» **Data to examine**
*** Begin section ***
//! In-memory property graph store backed by petgraph.
//!
//! The reference [`GraphStore`] implementation. Nodes and directed,
//! typed, weighted edges are added at build time; lookups run over a
//! `StableDiGraph` plus an id index.
//!
//! Edges may reference node ids that are not (yet, or ever) present in
//! this store — cross-domain edges bridge into other domains' graphs by
//! id. Such endpoints are kept as phantom vertices: they anchor edges
//! but are invisible to `get_node` and `find_node_by_name`.

use std::collections::{BTreeSet, HashMap};

use async_trait::async_trait;
use petgraph::Direction;
use petgraph::stable_graph::{NodeIndex, StableDiGraph};
use petgraph::visit::EdgeRef;

use noesis_core::error::Result;
use noesis_core::traits::GraphStore;
use noesis_core::types::{EdgeDirection, GraphEdge, GraphNode};

/// Edge payload stored in the petgraph graph.
#[derive(Debug, Clone)]
struct EdgeAttrs {
    relation: String,
    confidence: f32,
}

/// In-memory directed property graph.
pub struct MemoryGraphStore {
    graph: StableDiGraph<GraphNode, EdgeAttrs>,
    id_index: HashMap<String, NodeIndex>,
    phantoms: BTreeSet<String>,
}

impl MemoryGraphStore {
    /// Create an empty graph store.
    pub fn new() -> Self {
        Self {
            graph: StableDiGraph::new(),
            id_index: HashMap::new(),
            phantoms: BTreeSet::new(),
        }
    }

    /// Add a node. Adding a node whose id was previously only an edge
    /// endpoint upgrades the phantom vertex in place; re-adding an
    /// existing node replaces its labels and properties.
    pub fn add_node(&mut self, node: GraphNode) {
        let id = node.id.clone();
        match self.id_index.get(&id) {
            Some(&idx) => {
                self.graph[idx] = node;
                self.phantoms.remove(&id);
            }
            None => {
                let idx = self.graph.add_node(node);
                self.id_index.insert(id, idx);
            }
        }
    }

    /// Add a directed edge. Unknown endpoints become phantom vertices.
    pub fn add_edge(&mut self, edge: GraphEdge) {
        let from = self.ensure_vertex(&edge.from);
        let to = self.ensure_vertex(&edge.to);
        self.graph.add_edge(
            from,
            to,
            EdgeAttrs {
                relation: edge.relation,
                confidence: edge.confidence,
            },
        );
    }

    /// Number of real (non-phantom) nodes.
    pub fn node_count(&self) -> usize {
        self.id_index.len() - self.phantoms.len()
    }

    /// Number of edges.
    pub fn edge_count(&self) -> usize {
        self.graph.edge_count()
    }

    fn ensure_vertex(&mut self, id: &str) -> NodeIndex {
        if let Some(&idx) = self.id_index.get(id) {
            return idx;
        }
        let idx = self.graph.add_node(GraphNode::new(id));
        self.id_index.insert(id.to_string(), idx);
        self.phantoms.insert(id.to_string());
        idx
    }

    fn is_real(&self, id: &str) -> bool {
        self.id_index.contains_key(id) && !self.phantoms.contains(id)
    }

    fn edges_at(&self, idx: NodeIndex, direction: EdgeDirection) -> Vec<GraphEdge> {
        let mut seen = BTreeSet::new();
        let mut edges = Vec::new();

        let directions: &[Direction] = match direction {
            EdgeDirection::In => &[Direction::Incoming],
            EdgeDirection::Out => &[Direction::Outgoing],
            EdgeDirection::Both => &[Direction::Outgoing, Direction::Incoming],
        };

        for &dir in directions {
            for edge in self.graph.edges_directed(idx, dir) {
                // A self-loop shows up in both directions; count it once.
                if !seen.insert(edge.id()) {
                    continue;
                }
                edges.push(GraphEdge {
                    from: self.graph[edge.source()].id.clone(),
                    to: self.graph[edge.target()].id.clone(),
                    relation: edge.weight().relation.clone(),
                    confidence: edge.weight().confidence,
                });
            }
        }

        edges.sort_by(|a, b| {
            a.relation
                .cmp(&b.relation)
                .then_with(|| a.to.cmp(&b.to))
                .then_with(|| a.from.cmp(&b.from))
        });
        edges
    }
}

impl Default for MemoryGraphStore {
    fn default() -> Self {
        Self::new()
    }
}

#[async_trait]
impl GraphStore for MemoryGraphStore {
    async fn get_node(&self, id: &str) -> Result<Option<GraphNode>> {
        if !self.is_real(id) {
            return Ok(None);
        }
        Ok(self.id_index.get(id).map(|&idx| self.graph[idx].clone()))
    }

    async fn get_edges(
        &self,
        node_id: &str,
        direction: EdgeDirection,
    ) -> Result<Vec<GraphEdge>> {
        match self.id_index.get(node_id) {
            Some(&idx) => Ok(self.edges_at(idx, direction)),
            None => Ok(Vec::new()),
        }
    }

    async fn find_node_by_name(&self, name: &str) -> Result<Option<GraphNode>> {
        let wanted = name.to_lowercase();
        let mut best: Option<&GraphNode> = None;

        for &idx in self.id_index.values() {
            let node = &self.graph[idx];
            if self.phantoms.contains(&node.id) {
                continue;
            }
            let matches = node
                .name()
                .is_some_and(|n| n.to_lowercase() == wanted)
                || node.id.to_lowercase() == wanted;
            if matches {
                // Deterministic pick when several nodes share a name.
                match best {
                    Some(b) if b.id <= node.id => {}
                    _ => best = Some(node),
                }
            }
        }

        Ok(best.cloned())
    }
}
*** End section ***
» **Brief**
Character for character, output the whole material above.

» **Task output**
//! In-memory property graph store backed by petgraph.
//!
//! The reference [`GraphStore`] implementation. Nodes and directed,
//! typed, weighted edges are added at build time; lookups run over a
//! `StableDiGraph` plus an id index.
//!
//! Edges may reference node ids that are not (yet, or ever) present in
//! this store — cross-domain edges bridge into other domains' graphs by
//! id. Such endpoints are kept as phantom vertices: they anchor edges
//! but are invisible to `get_node` and `find_node_by_name`.

use std::collections::{BTreeSet, HashMap};

use async_trait::async_trait;
use petgraph::Direction;
use petgraph::stable_graph::{NodeIndex, StableDiGraph};
use petgraph::visit::EdgeRef;

use noesis_core::error::Result;
use noesis_core::traits::GraphStore;
use noesis_core::types::{EdgeDirection, GraphEdge, GraphNode};

/// Edge payload stored in the petgraph graph.
#[derive(Debug, Clone)]
struct EdgeAttrs {
    relation: String,
    confidence: f32,
}

/// In-memory directed property graph.
pub struct MemoryGraphStore {
    graph: StableDiGraph<GraphNode, EdgeAttrs>,
    id_index: HashMap<String, NodeIndex>,
    phantoms: BTreeSet<String>,
}

impl MemoryGraphStore {
    /// Create an empty graph store.
    pub fn new() -> Self {
        Self {
            graph: StableDiGraph::new(),
            id_index: HashMap::new(),
            phantoms: BTreeSet::new(),
        }
    }

    /// Add a node. Adding a node whose id was previously only an edge
    /// endpoint upgrades the phantom vertex in place; re-adding an
    /// existing node replaces its labels and properties.
    pub fn add_node(&mut self, node: GraphNode) {
        let id = node.id.clone();
        match self.id_index.get(&id) {
            Some(&idx) => {
                self.graph[idx] = node;
                self.phantoms.remove(&id);
            }
            None => {
                let idx = self.graph.add_node(node);
                self.id_index.insert(id, idx);
            }
        }
    }

    /// Add a directed edge. Unknown endpoints become phantom vertices.
    pub fn add_edge(&mut self, edge: GraphEdge) {
        let from = self.ensure_vertex(&edge.from);
        let to = self.ensure_vertex(&edge.to);
        self.graph.add_edge(
            from,
            to,
            EdgeAttrs {
                relation: edge.relation,
                confidence: edge.confidence,
            },
        );
    }

    /// Number of real (non-phantom) nodes.
    pub fn node_count(&self) -> usize {
        self.id_index.len() - self.phantoms.len()
    }

    /// Number of edges.
    pub fn edge_count(&self) -> usize {
        self.graph.edge_count()
    }

    fn ensure_vertex(&mut self, id: &str) -> NodeIndex {
        if let Some(&idx) = self.id_index.get(id) {
            return idx;
        }
        let idx = self.graph.add_node(GraphNode::new(id));
        self.id_index.insert(id.to_string(), idx);
        self.phantoms.insert(id.to_string());
        idx
    }

    fn is_real(&self, id: &str) -> bool {
        self.id_index.contains_key(id) && !self.phantoms.contains(id)
    }

    fn edges_at(&self, idx: NodeIndex, direction: EdgeDirection) -> Vec<GraphEdge> {
        let mut seen = BTreeSet::new();
        let mut edges = Vec::new();

        let directions: &[Direction] = match direction {
            EdgeDirection::In => &[Direction::Incoming],
            EdgeDirection::Out => &[Direction::Outgoing],
            EdgeDirection::Both => &[Direction::Outgoing, Direction::Incoming],
        };

        for &dir in directions {
            for edge in self.graph.edges_directed(idx, dir) {
                // A self-loop shows up in both directions; count it once.
                if !seen.insert(edge.id()) {
                    continue;
                }
                edges.push(GraphEdge {
                    from: self.graph[edge.source()].id.clone(),
                    to: self.graph[edge.target()].id.clone(),
                    relation: edge.weight().relation.clone(),
                    confidence: edge.weight().confidence,
                });
            }
        }

        edges.sort_by(|a, b| {
            a.relation
                .cmp(&b.relation)
                .then_with(|| a.to.cmp(&b.to))
                .then_with(|| a.from.cmp(&b.from))
        });
        edges
    }
}

impl Default for MemoryGraphStore {
    fn default() -> Self {
        Self::new()
    }
}

#[async_trait]
impl GraphStore for MemoryGraphStore {
    async fn get_node(&self, id: &str) -> Result<Option<GraphNode>> {
        if !self.is_real(id) {
            return Ok(None);
        }
        Ok(self.id_index.get(id).map(|&idx| self.graph[idx].clone()))
    }

    async fn get_edges(
        &self,
        node_id: &str,
        direction: EdgeDirection,
    ) -> Result<Vec<GraphEdge>> {
        match self.id_index.get(node_id) {
            Some(&idx) => Ok(self.edges_at(idx, direction)),
            None => Ok(Vec::new()),
        }
    }

    async fn find_node_by_name(&self, name: &str) -> Result<Option<GraphNode>> {
        let wanted = name.to_lowercase();
        let mut best: Option<&GraphNode> = None;

        for &idx in self.id_index.values() {
            let node = &self.graph[idx];
            if self.phantoms.contains(&node.id) {
                continue;
            }
            let matches = node
                .name()
                .is_some_and(|n| n.to_lowercase() == wanted)
                || node.id.to_lowercase() == wanted;
            if matches {
                // Deterministic pick when several nodes share a name.
                match best {
                    Some(b) if b.id <= node.id => {}
                    _ => best = Some(node),
                }
            }
        }

        Ok(best.cloned())
    }
}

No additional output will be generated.